Mais c’est chose estrange que le monde soit
si peu soucieux de son bien et amendement.
Quel naturel que de ne se soucier que sa besongne
soit bien faicte ! On veust tant vivre ;
mais l’on ne se soucie de sçavoir bien vivre.
Ce que l’on doibt le plus et uniquement sçavoir,
c’est ce que moins l’on sçait et se soucie
sçavoir. Les inclinations, desseins, estudes,
essais, sont (comme nous voyons), dès la jeunesse,
si divers, selon les divers naturels, compagnies,
instructions, occasions ; mais aucun
ne jette ses yeux de ce costé-là, aucun n’estudie
à se rendre sage ; personne ne prend
cela à cœur, l’on n’y pense pas seulement.
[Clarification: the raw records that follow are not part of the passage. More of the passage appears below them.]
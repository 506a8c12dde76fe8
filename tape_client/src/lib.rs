//! Polling client for the market tape quote service.
//!
//! - `endpoint`: normalizes the configured service URL.
//! - `fetcher`: one HTTP poll and lenient response parsing.
//! - `model`: poll status state machine and display snapshot.
//! - `poller`: periodic polling with cancellation and last-write-wins updates.
//! - `tape`: text rendering of a snapshot.
#![warn(missing_docs)]
pub mod args;
pub mod endpoint;
pub mod fetcher;
pub mod model;
pub mod poller;
pub mod tape;

pub use endpoint::QuoteEndpoint;
pub use fetcher::{HttpQuoteSource, QuoteSource};
pub use model::{PollState, PollStatus, QuoteSnapshot};
pub use poller::{PollerHandle, QuotePoller};
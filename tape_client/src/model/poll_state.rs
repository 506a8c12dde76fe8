//! Poll status state machine with last-known-good retention.
//!
//! Transitions:
//!
//! - `begin`: `loading`; quotes untouched.
//! - `succeed`: `ready`; quotes and timestamp replaced wholesale, error cleared.
//! - `fail`: `error`; only the status and message change.
//!
//! Once live data has been shown it is never cleared by a failure.
use chrono::{DateTime, Utc};
use serde::Serialize;
use strum_macros::{Display, EnumString};
use tape_common::{Quote, Result, TapeError};

/// Where the poller currently is in its cycle.
#[derive(Debug, Clone, Copy, Default, PartialEq, Eq, Display, EnumString, Serialize)]
#[strum(serialize_all = "lowercase")]
#[serde(rename_all = "lowercase")]
pub enum PollStatus {
    /// Nothing requested yet (or polling disabled).
    #[default]
    Idle,
    /// A request is in flight.
    Loading,
    /// The last settled request produced quotes.
    Ready,
    /// The last settled request failed.
    Error,
}

/// Status plus the last successfully fetched data.
#[derive(Debug, Clone, Default, PartialEq, Serialize)]
#[serde(rename_all = "camelCase")]
pub struct PollState {
    status: PollStatus,
    quotes: Vec<Quote>,
    updated_at: Option<DateTime<Utc>>,
    last_error: Option<String>,
}

impl PollState {
    /// Current status.
    pub fn status(&self) -> PollStatus {
        self.status
    }

    /// Quotes from the most recent successful poll (possibly older than the status).
    pub fn quotes(&self) -> &[Quote] {
        &self.quotes
    }

    /// When the retained quotes were fetched.
    pub fn updated_at(&self) -> Option<DateTime<Utc>> {
        self.updated_at
    }

    /// Message of the most recent failure, cleared by the next success.
    pub fn last_error(&self) -> Option<&str> {
        self.last_error.as_deref()
    }

    /// A request has been issued.
    pub fn begin(&mut self) {
        self.status = PollStatus::Loading;
    }

    /// A request produced quotes. An empty list counts as a failure.
    pub fn succeed(&mut self, quotes: Vec<Quote>, at: DateTime<Utc>) {
        if quotes.is_empty() {
            self.fail(TapeError::EmptyQuotes.to_string());
            return;
        }
        self.status = PollStatus::Ready;
        self.quotes = quotes;
        self.updated_at = Some(at);
        self.last_error = None;
    }

    /// A request failed; retained data stays.
    pub fn fail(&mut self, message: impl Into<String>) {
        self.status = PollStatus::Error;
        self.last_error = Some(message.into());
    }

    /// Apply the outcome of one request.
    pub fn settle(&mut self, outcome: Result<Vec<Quote>>, at: DateTime<Utc>) {
        match outcome {
            Ok(quotes) => self.succeed(quotes, at),
            Err(e) => self.fail(e.to_string()),
        }
    }
}

/// What the display layer sees.
#[derive(Debug, Clone, Default, PartialEq, Serialize)]
#[serde(rename_all = "camelCase")]
pub struct QuoteSnapshot {
    /// Request URL being polled; `None` when polling is not configured.
    pub endpoint: Option<String>,
    /// Poll state.
    #[serde(flatten)]
    pub state: PollState,
}

impl QuoteSnapshot {
    /// Fresh `idle` snapshot for `endpoint`.
    pub fn new(endpoint: Option<String>) -> Self {
        Self {
            endpoint,
            state: PollState::default(),
        }
    }

    /// False when no endpoint is configured and polling is disabled.
    pub fn is_configured(&self) -> bool {
        self.endpoint.is_some()
    }

    /// Shorthand for `state.status()`.
    pub fn status(&self) -> PollStatus {
        self.state.status()
    }

    /// Shorthand for `state.quotes()`.
    pub fn quotes(&self) -> &[Quote] {
        self.state.quotes()
    }

    /// Shorthand for `state.last_error()`.
    pub fn last_error(&self) -> Option<&str> {
        self.state.last_error()
    }
}
//! Validated service configuration.
use std::net::SocketAddr;
use std::time::Duration;

use tape_common::{Result, TapeError};

use crate::args::Args;
use crate::upstream::ApiKey;

/// Runtime configuration of the quote service.
#[derive(Debug, Clone)]
pub struct ServerConfig {
    /// Listen address.
    pub bind: SocketAddr,
    /// Upstream API base URL.
    pub upstream_url: String,
    /// Upstream credential.
    pub api_key: ApiKey,
    /// Response cache lifetime.
    pub cache_ttl: Duration,
    /// Per-lookup upstream deadline.
    pub upstream_timeout: Duration,
}

impl ServerConfig {
    /// Validate parsed arguments.
    pub fn from_args(args: Args) -> Result<Self> {
        let bind: SocketAddr = args
            .bind
            .trim()
            .parse()
            .map_err(|e| TapeError::Config(format!("invalid bind address {:?}: {}", args.bind, e)))?;

        let api_key = ApiKey::new(args.api_key.trim());
        if api_key.is_empty() {
            return Err(TapeError::Config("upstream API key is empty".to_string()));
        }

        let upstream_url = args.upstream_url.trim().to_string();
        if !upstream_url.starts_with("http://") && !upstream_url.starts_with("https://") {
            return Err(TapeError::Config(format!(
                "upstream URL must be http(s): {:?}",
                upstream_url
            )));
        }

        if args.cache_ttl_secs == 0 {
            return Err(TapeError::Config("cache TTL must be positive".to_string()));
        }
        if args.upstream_timeout_ms == 0 {
            return Err(TapeError::Config("upstream timeout must be positive".to_string()));
        }

        Ok(Self {
            bind,
            upstream_url,
            api_key,
            cache_ttl: Duration::from_secs(args.cache_ttl_secs),
            upstream_timeout: Duration::from_millis(args.upstream_timeout_ms),
        })
    }
}
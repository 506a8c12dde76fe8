//! Ticker symbols, symbol-list normalization and the watchlist.
//!
//! Both sides normalize symbol lists the same way: split on commas, trim,
//! uppercase, drop empties, keep the first occurrence of each symbol and stop
//! after [`MAX_SYMBOLS`] distinct entries.

use std::collections::HashSet;
use std::fmt;
use std::io::BufRead;

use serde::{Deserialize, Serialize};

use crate::error::TapeError;

/// Upper bound on distinct symbols per request.
pub const MAX_SYMBOLS: usize = 25;

/// Watchlist shown by the tape when nothing else is configured.
pub const DEFAULT_WATCHLIST: [&str; 12] = [
    "SPY", "QQQ", "DIA", "AAPL", "MSFT", "NVDA", "AMZN", "GOOGL", "META", "TSLA", "JPM", "V",
];

/// A normalized ticker symbol: trimmed, ASCII-uppercase, never empty.
#[derive(Debug, Clone, PartialEq, Eq, Hash, PartialOrd, Ord, Serialize, Deserialize)]
#[serde(try_from = "String", into = "String")]
pub struct Symbol(String);

impl Symbol {
    /// Normalize `raw`; `None` if nothing is left after trimming.
    pub fn parse(raw: &str) -> Option<Symbol> {
        let trimmed = raw.trim();
        if trimmed.is_empty() {
            None
        } else {
            Some(Symbol(trimmed.to_ascii_uppercase()))
        }
    }

    /// Symbol text.
    pub fn as_str(&self) -> &str {
        &self.0
    }
}

impl fmt::Display for Symbol {
    fn fmt(&self, f: &mut fmt::Formatter<'_>) -> fmt::Result {
        f.write_str(&self.0)
    }
}

impl TryFrom<String> for Symbol {
    type Error = TapeError;

    fn try_from(value: String) -> Result<Self, Self::Error> {
        Symbol::parse(&value).ok_or_else(|| TapeError::ParseWatchlist("empty symbol".to_string()))
    }
}

impl From<Symbol> for String {
    fn from(symbol: Symbol) -> Self {
        symbol.0
    }
}

/// Normalize a comma-separated symbol list.
///
/// Duplicates are dropped keeping the first occurrence, and the result is
/// truncated to the first [`MAX_SYMBOLS`] distinct symbols.
pub fn parse_symbols(raw: &str) -> Vec<Symbol> {
    normalize(raw.split(','))
}

fn normalize<'a>(tokens: impl IntoIterator<Item = &'a str>) -> Vec<Symbol> {
    let mut seen = HashSet::new();
    tokens
        .into_iter()
        .filter_map(Symbol::parse)
        .filter(|symbol| seen.insert(symbol.clone()))
        .take(MAX_SYMBOLS)
        .collect()
}

/// Render symbols as the comma-joined `symbols` query value.
pub fn join_symbols(symbols: &[Symbol]) -> String {
    symbols
        .iter()
        .map(Symbol::as_str)
        .collect::<Vec<_>>()
        .join(",")
}

/// Trait providing file parsing for watchlists.
pub trait WatchlistParser: Sized {
    /// Parses a watchlist from a buffered reader.
    ///
    /// Symbols may be separated by commas, spaces or new lines. Lines starting
    /// with `#` are comments. Returns an error if the reader fails or nothing
    /// usable is found.
    fn parse_from_file<R: BufRead>(reader: R) -> Result<Self, TapeError>;
}

/// Fixed, ordered set of symbols polled by a client.
///
/// Built once at startup and never mutated afterwards.
#[derive(Debug, Clone, PartialEq, Eq)]
pub struct Watchlist {
    symbols: Vec<Symbol>,
}

impl Watchlist {
    /// Build from a comma-separated list. Errors if nothing usable remains.
    pub fn from_csv(raw: &str) -> Result<Self, TapeError> {
        Self::from_symbols(parse_symbols(raw))
    }

    fn from_symbols(symbols: Vec<Symbol>) -> Result<Self, TapeError> {
        if symbols.is_empty() {
            return Err(TapeError::ParseWatchlist(
                "watchlist contains no symbols".to_string(),
            ));
        }
        Ok(Self { symbols })
    }

    /// Symbols in configured order.
    pub fn symbols(&self) -> &[Symbol] {
        &self.symbols
    }

    /// Value for the `symbols` query parameter.
    pub fn query_value(&self) -> String {
        join_symbols(&self.symbols)
    }

    /// Number of symbols.
    pub fn len(&self) -> usize {
        self.symbols.len()
    }

    /// True when there are no symbols.
    pub fn is_empty(&self) -> bool {
        self.symbols.is_empty()
    }
}

impl Default for Watchlist {
    fn default() -> Self {
        Self {
            symbols: normalize(DEFAULT_WATCHLIST),
        }
    }
}

impl WatchlistParser for Watchlist {
    fn parse_from_file<R: BufRead>(reader: R) -> Result<Self, TapeError> {
        let mut raw = Vec::new();

        for line_result in reader.lines() {
            let line = line_result.map_err(TapeError::Io)?;
            let trimmed_line = line.trim();
            if trimmed_line.is_empty() || trimmed_line.starts_with('#') {
                continue;
            }
            raw.extend(
                trimmed_line
                    .split(|c: char| c == ',' || c.is_whitespace())
                    .map(str::to_string),
            );
        }
        Self::from_symbols(normalize(raw.iter().map(String::as_str)))
    }
}
//! Shared HTTP constants and small helpers used by server and client.
use std::time::Duration;

/// Default port the quote service listens on.
pub const DEFAULT_PORT: u16 = 8787;
/// Path segment the quote endpoint is served under.
pub const QUOTES_PATH: &str = "/quotes";
/// Query parameter carrying the comma-separated symbol list.
pub const SYMBOLS_PARAM: &str = "symbols";

/// Lifetime of a cached `/quotes` response.
pub const CACHE_TTL: Duration = Duration::from_secs(15);
/// Deadline for a single upstream quote lookup.
pub const UPSTREAM_TIMEOUT: Duration = Duration::from_secs(5);
/// Default client poll period.
pub const DEFAULT_POLL_INTERVAL: Duration = Duration::from_secs(30);

/// `content-type` sent with every service response.
pub const JSON_CONTENT_TYPE: &str = "application/json; charset=utf-8";

/// `cache-control` value for successful quote responses with the given TTL.
pub fn cache_control(ttl: Duration) -> String {
    format!("public, max-age={}", ttl.as_secs())
}

/// Helper to format an IP address with a port like "ip:port".
pub fn addr(ip: &str, port: u16) -> String {
    format!("{}:{}", ip, port)
}

/// True for `/quotes` itself and any path whose last segment is `quotes`.
pub fn is_quotes_path(path: &str) -> bool {
    path.ends_with(QUOTES_PATH)
}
Et
si par fois, c’est en passant, l’on entend cela
comme une nouvelle qui se dict où l’on n’a
poinct d’interest : le mot plaist bien à aucuns,
mais c’est tout ; la chose n’est de mise ny de
recherche en ce siecle d’une si universelle
corruption et contagion. Pour appercevoir le merite
et la valeur de sagesse, il en faut avoir ja quelque air de nature, et quelque teincture.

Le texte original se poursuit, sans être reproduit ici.